Moradores do centro de São Paulo se assustam com aumento da criminalidade e cogitam abandonar a região


Não é de hoje que a população que vive no centro da cidade de São Paulo reclama do aumento da violência e da sensação de insegurança na região. Casos de furtos de celulares por pessoas em bicicletas ocorrem na Avenida Paulista — cartão postal da capital e do Estado —, no Elevado Presidente João Goulart, o Minhocão, próximo à Santa Casa, na Santa Cecília, perto do metrô da República e ruas adjacentes, na Bela Vista, na Sé. Quase não se sabe de partes do centro que não tenham sido cenários de crimes. Os moradores da região percebem uma escalada na quantidade de novos casos, o que vem impondo medo, sensação de impotência, decepção e até a vontade de mudar de casa, em busca de bairros mais seguros. É o caso de João da Silva [nome fictício], que não quis se identificar por medo da exposição, e que mora no centro de São Paulo há dois anos. Ele reclama do aumento da violência no período e já planeja para deixar o local nos próximos meses.

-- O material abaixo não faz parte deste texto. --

use std::{
    hash::{Hash, Hasher},
    sync::{Arc, Weak, mpsc::Sender},
};

use once_cell::sync::OnceCell;
use tokenbridge_interfaces::{
    Attribute, AttributeList, AttributeType, KeyType, ObjectClass, ObjectHandle,
};
use tracing::trace;
use zeroize::Zeroizing;

use crate::{
    HError, KeyAlgorithm,
    error::result::HResult,
    hsm_call,
    key::{KeyMaterial, reaper::Disposal},
    session::{Session, SessionGuard},
    token::Token,
};

/// What is known of a key object when it is created
#[derive(Debug, Clone, Copy)]
pub(crate) struct KeyProperties {
    pub(crate) class: ObjectClass,
    pub(crate) key_type: KeyType,
    pub(crate) bits: usize,
    pub(crate) token_object: bool,
    pub(crate) sensitive: bool,
    pub(crate) extractable: bool,
}

impl KeyProperties {
    /// Read the flags of the key from the final template of its object
    pub(crate) fn from_template(
        template: &[Attribute],
        class: ObjectClass,
        key_type: KeyType,
        bits: usize,
    ) -> Self {
        Self {
            class,
            key_type,
            bits,
            token_object: template.bool_value(AttributeType::Token).unwrap_or(false),
            sensitive: template
                .bool_value(AttributeType::Sensitive)
                .unwrap_or(false),
            extractable: template
                .bool_value(AttributeType::Extractable)
                .unwrap_or(true),
        }
    }
}

/// A key living on a token.
///
/// A session key is owned by the session it was created through, and its object is destroyed
/// once the key is dropped. Destruction is deferred to the key reaper of the token, which runs
/// on the next key creation, on an explicit drain or on its own thread.
pub struct TokenKey {
    token: Weak<Token>,
    handle: ObjectHandle,
    algorithm: KeyAlgorithm,
    properties: KeyProperties,
    owner: Option<Arc<Session>>,
    material: OnceCell<KeyMaterial>,
    disposer: Option<Sender<Disposal>>,
}

impl TokenKey {
    /// Wrap an object just created through `session`.
    ///
    /// Session keys are accounted on their session and registered with the reaper, which then
    /// gets a chance to destroy the objects of the keys dropped so far.
    pub(crate) fn new(
        session: &SessionGuard,
        handle: ObjectHandle,
        properties: KeyProperties,
        material: Option<KeyMaterial>,
    ) -> Arc<Self> {
        let token = session.token();
        let owner = (!properties.token_object).then(|| session.session().clone());
        if let Some(owner) = &owner {
            token.session_manager().add_object(owner);
        }
        let cell = OnceCell::new();
        if let Some(material) = material {
            // a fresh cell cannot be set already
            let _ = cell.set(material);
        }
        let key = Arc::new(Self {
            token: Arc::downgrade(token),
            handle,
            algorithm: KeyAlgorithm::from_key_type(properties.key_type),
            properties,
            disposer: owner.as_ref().map(|_| token.key_reaper().sender()),
            owner,
            material: cell,
        });
        trace!(
            "{}: new {} {:?} key, object {handle}",
            token.name(),
            key.algorithm,
            key.properties.class
        );
        if key.owner.is_some() {
            token.key_reaper().register(&key);
            token.drain_disposed_keys();
        }
        key
    }

    #[must_use]
    pub const fn handle(&self) -> ObjectHandle {
        self.handle
    }

    #[must_use]
    pub const fn class(&self) -> ObjectClass {
        self.properties.class
    }

    #[must_use]
    pub const fn algorithm(&self) -> KeyAlgorithm {
        self.algorithm
    }

    #[must_use]
    pub const fn key_type(&self) -> KeyType {
        self.properties.key_type
    }

    /// Size of the key in bits
    #[must_use]
    pub const fn bits(&self) -> usize {
        self.properties.bits
    }

    /// Size of the key in bytes, rounded up
    #[must_use]
    pub const fn byte_len(&self) -> usize {
        self.properties.bits.div_ceil(8)
    }

    #[must_use]
    pub const fn is_token_object(&self) -> bool {
        self.properties.token_object
    }

    #[must_use]
    pub const fn is_sensitive(&self) -> bool {
        self.properties.sensitive
    }

    #[must_use]
    pub const fn is_extractable(&self) -> bool {
        self.properties.extractable
    }

    /// The session owning a session key
    #[must_use]
    pub const fn owner(&self) -> Option<&Arc<Session>> {
        self.owner.as_ref()
    }

    /// The token holding the key
    pub fn token(&self) -> HResult<Arc<Token>> {
        self.token
            .upgrade()
            .ok_or_else(|| HError::TokenInvalid("the token of the key is gone".to_owned()))
    }

    /// Whether the key lives on `token`
    #[must_use]
    pub fn belongs_to(&self, token: &Arc<Token>) -> bool {
        std::ptr::eq(self.token.as_ptr(), Arc::as_ptr(token))
    }

    /// Whether the key value can be read from the token
    #[must_use]
    pub fn is_readable(&self) -> bool {
        self.properties.class == ObjectClass::PublicKey
            || (!self.properties.sensitive && self.properties.extractable)
    }

    /// The value of the key, read from the token the first time it is needed
    pub fn material(&self) -> HResult<&KeyMaterial> {
        if !self.is_readable() {
            return Err(HError::InvalidKey(format!(
                "the value of {} key {} is sensitive or not extractable",
                self.algorithm, self.handle
            )));
        }
        self.material.get_or_try_init(|| self.read_material())
    }

    fn read_material(&self) -> HResult<KeyMaterial> {
        let token = self.token()?;
        token.ensure_valid()?;
        let session = token.acquire_operation_session()?;
        let (class, key_type) = (self.properties.class, self.properties.key_type);
        let attributes = match hsm_call!(
            token,
            "reading the key value",
            get_attribute_value,
            session.handle(),
            self.handle,
            KeyMaterial::attribute_types(class, key_type, true)
        ) {
            Ok(attributes) => attributes,
            // private keys without CRT components
            Err(HError::Backend { .. })
                if class == ObjectClass::PrivateKey && key_type == KeyType::Rsa =>
            {
                hsm_call!(
                    token,
                    "reading the key value",
                    get_attribute_value,
                    session.handle(),
                    self.handle,
                    KeyMaterial::attribute_types(class, key_type, false)
                )?
            }
            Err(e) => return Err(e),
        };
        KeyMaterial::from_attributes(class, key_type, &attributes)
    }

    /// The encoded form of the key, `None` when the value cannot be read or encoded
    #[must_use]
    pub fn encoded(&self) -> Option<Zeroizing<Vec<u8>>> {
        self.material()
            .and_then(KeyMaterial::encode)
            .map_err(|e| trace!("key {} has no encoding: {e}", self.handle))
            .ok()
    }
}

/// Keys are equal when they are the same object, or when both have an encoding and the
/// encodings are equal.
///
/// Two distinct keys of which one is sensitive are never equal, even with the same value.
impl PartialEq for TokenKey {
    fn eq(&self, other: &Self) -> bool {
        if std::ptr::eq(self, other) {
            return true;
        }
        if self.properties.class != other.properties.class || self.algorithm != other.algorithm {
            return false;
        }
        match (self.encoded(), other.encoded()) {
            (Some(encoded), Some(other)) => encoded == other,
            _ => false,
        }
    }
}

impl Eq for TokenKey {}

impl Hash for TokenKey {
    fn hash<H: Hasher>(&self, state: &mut H) {
        match self.encoded() {
            Some(encoded) => encoded.hash(state),
            None => std::ptr::hash(self, state),
        }
    }
}

impl std::fmt::Debug for TokenKey {
    fn fmt(&self, f: &mut std::fmt::Formatter<'_>) -> std::fmt::Result {
        f.debug_struct("TokenKey")
            .field("handle", &self.handle)
            .field("algorithm", &self.algorithm)
            .field("class", &self.properties.class)
            .field("bits", &self.properties.bits)
            .field("token_object", &self.properties.token_object)
            .field("sensitive", &self.properties.sensitive)
            .field("extractable", &self.properties.extractable)
            .finish_non_exhaustive()
    }
}

impl Drop for TokenKey {
    fn drop(&mut self) {
        if let (Some(owner), Some(disposer)) = (self.owner.take(), self.disposer.take()) {
            if disposer
                .send(Disposal {
                    handle: self.handle,
                    owner,
                })
                .is_err()
            {
                trace!("key {} dropped after its token", self.handle);
            }
        }
    }
}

João mora na rua Helvétia, do lado do bairro da Santa Cecília. A rua tornou-se uma das mais faladas na região e no noticiário nos últimos meses por ter se tornado o principal ponto de aglomeração da Cracolândia após fortes operações policiais na Praça Princesa Isabel, nos Campos Elísios, no final de 2022. “Nos últimos dois anos, houve nitidamente uma piora da situação. Dá para ver isso pelo aumento do número de furtos pelo bairro, pelo entorno. Vários amigos foram roubados por aqui. Acompanho meus amigos nas redes sociais e também já presenciei muitas vezes essas situações, furtos e essas coisas. Notei o aumento. Agora, a gente não consegue mais fugir. Antes, tentava se prevenir não dando bobeira, não andando com o celular na mão, saindo com o mínimo de dinheiro possível de casa. Mas, agora, estão começando a acontecer assaltos e arrastões até em bares, que é quando as pessoas pensam que estão seguras, que não estão expostas. Nem nesses espaços a gente tem segurança mais aqui no centro”, relata.

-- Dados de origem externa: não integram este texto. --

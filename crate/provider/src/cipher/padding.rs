//! PKCS#5 padding, applied by the engine for data operations.

use crate::{HError, error::result::HResult};

/// Pad `data` to a multiple of `block_size`
pub(crate) fn pad(data: &mut Vec<u8>, block_size: usize) {
    let pad_len = block_size - data.len() % block_size;
    // block sizes are 8 or 16
    #[allow(clippy::cast_possible_truncation)]
    data.resize(data.len() + pad_len, pad_len as u8);
}

/// Length of the data once the padding is removed
pub(crate) fn unpadded_len(data: &[u8], block_size: usize) -> HResult<usize> {
    let bad_padding = || HError::BadPadding("invalid PKCS#5 padding".to_owned());
    let pad_len = usize::from(*data.last().ok_or_else(bad_padding)?);
    if pad_len == 0 || pad_len > block_size || pad_len > data.len() {
        return Err(bad_padding());
    }
    let (content, padding) = data.split_at(data.len() - pad_len);
    if padding.iter().any(|b| usize::from(*b) != pad_len) {
        return Err(bad_padding());
    }
    Ok(content.len())
}

#[cfg(test)]
mod tests {
    #![allow(clippy::unwrap_used)]

    use super::{pad, unpadded_len};
    use crate::HError;

    #[test]
    fn test_pad() {
        let mut data = vec![1_u8; 5];
        pad(&mut data, 8);
        assert_eq!(data, [1, 1, 1, 1, 1, 3, 3, 3]);

        let mut aligned = vec![0_u8; 16];
        pad(&mut aligned, 16);
        assert_eq!(aligned.len(), 32);
        assert!(aligned[16..].iter().all(|b| *b == 16));
        assert_eq!(unpadded_len(&aligned, 16).unwrap(), 16);
    }

    #[test]
    fn test_bad_padding() {
        for data in [
            vec![],
            vec![1, 2, 3, 0],
            vec![1, 2, 3, 9],
            vec![1, 2, 2, 3],
        ] {
            assert!(matches!(
                unpadded_len(&data, 8),
                Err(HError::BadPadding(_))
            ));
        }
        assert_eq!(unpadded_len(&[7, 2, 2], 8).unwrap(), 1);
    }
}
use std::{
    sync::{
        Mutex,
        atomic::{AtomicUsize, Ordering},
    },
    time::{Duration, Instant},
};

use tokenbridge_interfaces::SessionHandle;

/// A session opened on the token.
///
/// The session keeps track of the number of session objects created through it: a session
/// owning objects must stay open as long as the objects may be used, since closing it destroys
/// them. The count is only updated by the session manager, under its lock.
#[derive(Debug)]
pub struct Session {
    handle: SessionHandle,
    objects: AtomicUsize,
    last_access: Mutex<Instant>,
}

impl Session {
    pub(crate) fn new(handle: SessionHandle) -> Self {
        Self {
            handle,
            objects: AtomicUsize::new(0),
            last_access: Mutex::new(Instant::now()),
        }
    }

    #[must_use]
    pub const fn handle(&self) -> SessionHandle {
        self.handle
    }

    /// Number of live session objects created through this session
    #[must_use]
    pub fn object_count(&self) -> usize {
        self.objects.load(Ordering::Acquire)
    }

    #[must_use]
    pub fn has_objects(&self) -> bool {
        self.object_count() > 0
    }

    pub(crate) fn add_object(&self) {
        self.objects.fetch_add(1, Ordering::AcqRel);
    }

    /// Returns the number of objects left
    pub(crate) fn remove_object(&self) -> usize {
        let previous = self
            .objects
            .fetch_update(Ordering::AcqRel, Ordering::Acquire, |n| {
                Some(n.saturating_sub(1))
            })
            .unwrap_or_default();
        previous.saturating_sub(1)
    }

    fn lock_last_access(&self) -> std::sync::MutexGuard<'_, Instant> {
        self.last_access
            .lock()
            .unwrap_or_else(std::sync::PoisonError::into_inner)
    }

    pub(crate) fn touch(&self) {
        *self.lock_last_access() = Instant::now();
    }

    pub(crate) fn last_access(&self) -> Instant {
        *self.lock_last_access()
    }

    pub(crate) fn idle_time(&self, now: Instant) -> Duration {
        now.saturating_duration_since(self.last_access())
    }
}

Com a sensação de insegurança elevada e medo constante de andar na rua, João da Silva já comenta que pretende se mudar para outro bairro. “O motivo principal da mudança é a segurança. Quero ir para um bairro onde tenha um pouco mais de liberdade e confiança para utilizar a cidade. Comecei a cogitar me mudar da região porque meu contrato de aluguel vai terminar neste ano. Então, me abri para uma possibilidade de um bairro que, pelo menos, me passe uma sensação de mais segurança. Provavelmente, vai ser um lugar mais caro do que aqui, pela qualidade do espaço que eu tenho hoje. Mas quero, pelo menos, que tenha essa sensação de segurança, principalmente naquilo que não está no meu alcance controlar. Eu posso evitar dar bobeira com o celular na mão em qualquer bairro, mas tem outras coisas que acontecem no centro além disso. Então a ideia é mudar para um bairro onde eu tenha menos esses problemas, como o excesso de moradores de rua e usuários de drogas, essas situações como arrastões… Esse tipo de coisa eu quero evitar”, diz.

A ideia da mudança para outra região da cidade de São Paulo ganha força para João à revelia de desvantagens que ele acredita que terá em outros pontos da vida, como aumento de custo e o distanciamento de amigos e de espaços que ele costuma frequentar. “O convívio nos locais que eu frequento, os lugares que meus amigos moram, ambientes que eu frequentava muito… Talvez eu deixe de frequentar um pouco ou vá gastar muito mais para frequentar, por causa do transporte”, calcula. “Tem situações nas quais temos que pensar um pouco em nós mesmos, no nosso bem-estar. Principalmente por não ser da cidade de São Paulo, acho que tenho que tomar escolhas que fazem mais sentido para minha saúde e bem-estar.”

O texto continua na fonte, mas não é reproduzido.